--- Collected data entries ---
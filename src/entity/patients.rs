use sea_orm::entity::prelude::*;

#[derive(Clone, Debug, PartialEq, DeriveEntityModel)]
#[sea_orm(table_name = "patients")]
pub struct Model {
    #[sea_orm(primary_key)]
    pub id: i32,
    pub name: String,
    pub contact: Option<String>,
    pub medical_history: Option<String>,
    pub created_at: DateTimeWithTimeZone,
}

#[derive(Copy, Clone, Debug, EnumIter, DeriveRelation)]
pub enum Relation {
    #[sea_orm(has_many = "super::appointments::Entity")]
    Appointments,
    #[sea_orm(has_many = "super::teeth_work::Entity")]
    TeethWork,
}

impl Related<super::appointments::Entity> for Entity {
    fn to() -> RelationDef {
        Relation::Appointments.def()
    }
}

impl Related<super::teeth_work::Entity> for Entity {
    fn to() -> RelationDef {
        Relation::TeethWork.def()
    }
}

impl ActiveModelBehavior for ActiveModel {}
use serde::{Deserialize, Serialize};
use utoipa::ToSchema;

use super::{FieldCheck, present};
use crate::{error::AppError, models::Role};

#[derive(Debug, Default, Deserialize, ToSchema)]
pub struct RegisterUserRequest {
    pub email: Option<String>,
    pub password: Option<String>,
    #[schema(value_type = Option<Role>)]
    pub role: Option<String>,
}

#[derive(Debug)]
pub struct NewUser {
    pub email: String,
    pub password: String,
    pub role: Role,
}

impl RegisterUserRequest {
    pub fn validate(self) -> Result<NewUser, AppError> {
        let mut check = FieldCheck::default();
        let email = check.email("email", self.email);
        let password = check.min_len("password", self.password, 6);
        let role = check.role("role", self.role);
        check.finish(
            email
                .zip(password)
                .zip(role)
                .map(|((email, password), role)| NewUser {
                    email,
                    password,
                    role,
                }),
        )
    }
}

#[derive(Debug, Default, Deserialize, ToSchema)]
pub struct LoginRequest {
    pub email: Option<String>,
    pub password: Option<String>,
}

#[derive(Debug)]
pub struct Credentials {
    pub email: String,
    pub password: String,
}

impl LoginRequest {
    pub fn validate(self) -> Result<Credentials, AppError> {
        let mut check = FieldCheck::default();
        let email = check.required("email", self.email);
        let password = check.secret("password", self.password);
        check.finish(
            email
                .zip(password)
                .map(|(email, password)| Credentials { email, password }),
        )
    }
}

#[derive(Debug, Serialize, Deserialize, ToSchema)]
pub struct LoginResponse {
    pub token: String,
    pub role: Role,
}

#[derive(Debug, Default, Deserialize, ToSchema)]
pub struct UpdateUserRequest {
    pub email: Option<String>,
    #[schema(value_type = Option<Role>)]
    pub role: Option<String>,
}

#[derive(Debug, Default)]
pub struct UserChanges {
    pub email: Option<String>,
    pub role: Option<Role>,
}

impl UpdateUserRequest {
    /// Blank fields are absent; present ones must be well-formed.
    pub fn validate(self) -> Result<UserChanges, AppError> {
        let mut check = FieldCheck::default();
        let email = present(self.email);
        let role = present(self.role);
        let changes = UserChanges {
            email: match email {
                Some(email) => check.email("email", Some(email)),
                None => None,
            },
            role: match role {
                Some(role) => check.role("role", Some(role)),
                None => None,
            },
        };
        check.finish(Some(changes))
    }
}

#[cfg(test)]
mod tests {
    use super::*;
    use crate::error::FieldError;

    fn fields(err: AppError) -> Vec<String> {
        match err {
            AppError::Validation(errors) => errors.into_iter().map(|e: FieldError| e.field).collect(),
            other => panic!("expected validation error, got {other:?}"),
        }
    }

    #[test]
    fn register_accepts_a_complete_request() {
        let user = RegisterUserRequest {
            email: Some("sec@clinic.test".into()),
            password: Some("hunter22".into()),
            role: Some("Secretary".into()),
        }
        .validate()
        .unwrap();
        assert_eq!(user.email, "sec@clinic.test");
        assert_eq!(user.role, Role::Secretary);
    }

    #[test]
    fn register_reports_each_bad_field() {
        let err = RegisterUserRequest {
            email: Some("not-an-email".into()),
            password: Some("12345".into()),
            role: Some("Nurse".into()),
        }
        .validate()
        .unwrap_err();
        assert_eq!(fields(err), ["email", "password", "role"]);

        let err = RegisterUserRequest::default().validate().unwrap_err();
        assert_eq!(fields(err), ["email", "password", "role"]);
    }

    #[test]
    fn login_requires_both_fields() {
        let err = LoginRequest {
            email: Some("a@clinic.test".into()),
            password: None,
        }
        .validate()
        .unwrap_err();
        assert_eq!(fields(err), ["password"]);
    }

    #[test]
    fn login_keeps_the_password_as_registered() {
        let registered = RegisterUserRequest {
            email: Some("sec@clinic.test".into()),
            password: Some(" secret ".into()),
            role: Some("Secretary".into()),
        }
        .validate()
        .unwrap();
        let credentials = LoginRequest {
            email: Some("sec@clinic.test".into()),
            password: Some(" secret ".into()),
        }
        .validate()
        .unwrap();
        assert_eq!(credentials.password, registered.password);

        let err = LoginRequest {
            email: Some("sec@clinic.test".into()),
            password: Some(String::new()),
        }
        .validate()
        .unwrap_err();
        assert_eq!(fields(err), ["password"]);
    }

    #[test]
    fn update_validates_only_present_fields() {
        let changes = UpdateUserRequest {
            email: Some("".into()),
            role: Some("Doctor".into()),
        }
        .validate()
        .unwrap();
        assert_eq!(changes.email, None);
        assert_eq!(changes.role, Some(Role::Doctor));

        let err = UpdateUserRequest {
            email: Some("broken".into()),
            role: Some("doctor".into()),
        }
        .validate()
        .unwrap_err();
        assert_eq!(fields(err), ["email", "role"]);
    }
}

--- Task instructions ---
Go through the entries and return each line where the word "None" appears.

--- Exercise solution ---
                None => None,
                None => None,
            password: None,
        assert_eq!(changes.email, None);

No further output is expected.